=== YOUR OBJECTIVE ===
Set out each line from the following listing that includes the word "question".

=== SOURCE MATERIAL ===
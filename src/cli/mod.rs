//! CLI 모듈
//!
//! hoerok-rag CLI 명령어 정의 및 구현

use std::io::Write;

use anyhow::{Context, Result};
use clap::{Parser, Subcommand};

use crate::chat::DEFAULT_TOP_K;
use crate::embedding::has_api_key;
use crate::service;
use crate::store::{get_data_dir, GraphSqliteStore};

// ============================================================================
// CLI Definition
// ============================================================================

#[derive(Parser)]
#[command(name = "hoerok-rag")]
#[command(version, about = "한국어 회의록 하이브리드 RAG 엔진", long_about = None)]
pub struct Cli {
    #[command(subcommand)]
    pub command: Commands,
}

#[derive(Subcommand)]
pub enum Commands {
    /// 질문에 대한 답변을 NDJSON 이벤트 스트림으로 출력
    Ask {
        /// 질문 텍스트
        question: String,

        /// 검색 결과 개수 제한
        #[arg(short, long, default_value_t = DEFAULT_TOP_K)]
        top_k: usize,
    },

    /// 하이브리드 검색 결과를 사람이 읽기 좋은 형태로 출력
    Search {
        /// 검색 쿼리
        query: String,

        /// 결과 개수 제한
        #[arg(short, long, default_value = "5")]
        limit: usize,
    },

    /// 상태 확인
    Status,
}

// ============================================================================
// CLI Runner
// ============================================================================

/// CLI 명령어 실행
pub async fn run(cli: Cli) -> Result<()> {
    match cli.command {
        Commands::Ask { question, top_k } => cmd_ask(&question, top_k).await,
        Commands::Search { query, limit } => cmd_search(&query, limit).await,
        Commands::Status => cmd_status().await,
    }
}

// ============================================================================
// Command Implementations
// ============================================================================

/// 질문 명령어 (ask)
///
/// 이벤트 프레임을 한 줄에 하나씩 JSON으로 출력합니다.
/// 토큰 프레임이 생성되는 즉시 보이도록 매 프레임마다 플러시합니다.
async fn cmd_ask(question: &str, top_k: usize) -> Result<()> {
    require_api_key()?;

    let services = service::services().await.context("서비스 초기화 실패")?;

    let mut rx = match services.coordinator.stream(question, top_k) {
        Ok(rx) => rx,
        Err(e) => {
            eprintln!("[!] {}", e);
            return Ok(());
        }
    };

    let stdout = std::io::stdout();
    let mut out = stdout.lock();

    while let Some(event) = rx.recv().await {
        let line = serde_json::to_string(&event).context("이벤트 직렬화 실패")?;
        writeln!(out, "{}", line)?;
        out.flush()?;
    }

    service::shutdown().await;
    Ok(())
}

/// 검색 명령어 (search)
///
/// 답변 합성 없이 하이브리드 검색과 그룹화 결과만 출력합니다.
async fn cmd_search(query: &str, limit: usize) -> Result<()> {
    require_api_key()?;

    let services = service::services().await.context("서비스 초기화 실패")?;

    let ranked = services
        .fusion
        .fuse(query, limit)
        .await
        .context("하이브리드 검색 실패")?;

    if ranked.is_empty() {
        println!("\n[!] 검색 결과가 없습니다.");
        service::shutdown().await;
        return Ok(());
    }

    let groups = services
        .materializer
        .materialize(&ranked)
        .await
        .context("검색 결과 구체화 실패")?
        .groups;

    println!("\n[OK] 검색 결과 ({} 문서):\n", groups.len());

    for (i, group) in groups.iter().enumerate() {
        println!("{}. {} (문서 ID: {})", i + 1, group.title, group.document_id);

        if let Some(ref link) = group.link {
            println!("   링크: {}", link);
        }

        for chunk in &group.chunks {
            println!("   [점수: {:.4}] {}", chunk.score, chunk.preview);
        }

        println!();
    }

    service::shutdown().await;
    Ok(())
}

/// 상태 명령어 (status)
///
/// API 키 없이도 저장소 통계까지는 확인할 수 있습니다.
async fn cmd_status() -> Result<()> {
    println!("hoerok-rag v{}", env!("CARGO_PKG_VERSION"));
    println!();

    let data_dir = get_data_dir();
    println!("[*] 데이터 디렉토리: {}", data_dir.display());

    if has_api_key() {
        println!("[OK] API 키: 설정됨");
    } else {
        println!("[!] API 키: 미설정");
        println!("    설정: export GEMINI_API_KEY=your-key");
    }

    match GraphSqliteStore::open_default() {
        Ok(store) => match store.stats() {
            Ok(stats) => {
                println!("[OK] 저장된 문서: {} 건", stats.document_count);
                println!("[OK] 저장된 청크: {} 건", stats.chunk_count);
            }
            Err(e) => {
                println!("[!] 통계 조회 실패: {}", e);
            }
        },
        Err(e) => {
            println!("[!] 그래프 저장소 열기 실패: {}", e);
        }
    }

    if has_api_key() {
        match service::services().await {
            Ok(services) => match services.vector.count().await {
                Ok(count) => {
                    println!("[OK] 벡터 인덱스: {} 청크", count);
                }
                Err(e) => {
                    tracing::debug!("벡터 통계 조회 실패: {}", e);
                }
            },
            Err(e) => {
                tracing::debug!("서비스 초기화 실패: {}", e);
            }
        }
        service::shutdown().await;
    }

    Ok(())
}

// ============================================================================
// Helper Functions
// ============================================================================

/// API 키 미설정 시 안내와 함께 종료
fn require_api_key() -> Result<()> {
    if !has_api_key() {
        anyhow::bail!(
            "API 키가 설정되지 않았습니다.\n\n\
             설정 방법:\n  \
             export GEMINI_API_KEY=your-api-key\n  \
             또는\n  \
             export GOOGLE_AI_API_KEY=your-api-key\n\n\
             API 키 발급: https://aistudio.google.com/app/apikey"
        );
    }
    Ok(())
}
//! hoerok-rag - 한국어 회의록 하이브리드 RAG 엔진
//!
//! LanceDB 벡터 검색 + SQLite FTS5 키워드 검색을 RRF로 결합하고,
//! 시간 감쇠 가중치와 문서 단위 그룹화를 거쳐
//! 스트리밍 답변을 생성하는 RAG 백엔드입니다.

pub mod chat;
pub mod cli;
pub mod embedding;
pub mod retrieval;
pub mod service;
pub mod store;
pub mod synthesis;

// Re-exports
pub use chat::{ChatCoordinator, ChatError, StreamEvent, StreamStatus, DEFAULT_TOP_K};
pub use embedding::{get_api_key, has_api_key, EmbeddingProvider, GeminiEmbedding};
pub use retrieval::{
    ChunkRecord, DocumentRecord, GraphStore, KeywordIndex, MaterializedSources, MetadataStore,
    RankFusionEngine, RankedNode, ResultMaterializer, ScoredNode, SourceChunk, SourceGroup,
    VectorIndex,
};
pub use service::{services, shutdown, Services};
pub use store::{
    get_data_dir, EmbeddingEntry, GraphSqliteStore, GraphStats, LanceVectorIndex, NewChunk,
    NewDocument,
};
pub use synthesis::{Answer, AnswerSynthesizer, ContextPassage, GeminiSynthesizer, TokenStream};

=== SOLUTION TO THE PROBLEM ===
        question: String,
        Commands::Ask { question, top_k } => cmd_ask(&question, top_k).await,
async fn cmd_ask(question: &str, top_k: usize) -> Result<()> {
    let mut rx = match services.coordinator.stream(question, top_k) {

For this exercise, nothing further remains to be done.